== Segment start ==
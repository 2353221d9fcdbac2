//! Common test utilities
//!
//! This module is shared across all integration tests

pub mod fixtures;
pub mod recorder;

#[allow(unused_imports)]
pub use fixtures::{at, deps, formatted_message, join_request, media_message, private_message, reply_to, ADMIN_ID, CHAT_ID};
#[allow(unused_imports)]
pub use recorder::{Call, RecordingGateway};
== Segment end ==
** EXERCISE DESCRIPTION **
Line by line, set down the material exactly as given.

** RESPONSE **
repository 2353221d9fcdbac2
//! Common test utilities
//!
//! This module is shared across all integration tests

pub mod fixtures;
pub mod recorder;

#[allow(unused_imports)]
pub use fixtures::{at, deps, formatted_message, join_request, media_message, private_message, reply_to, ADMIN_ID, CHAT_ID};
#[allow(unused_imports)]
pub use recorder::{Call, RecordingGateway};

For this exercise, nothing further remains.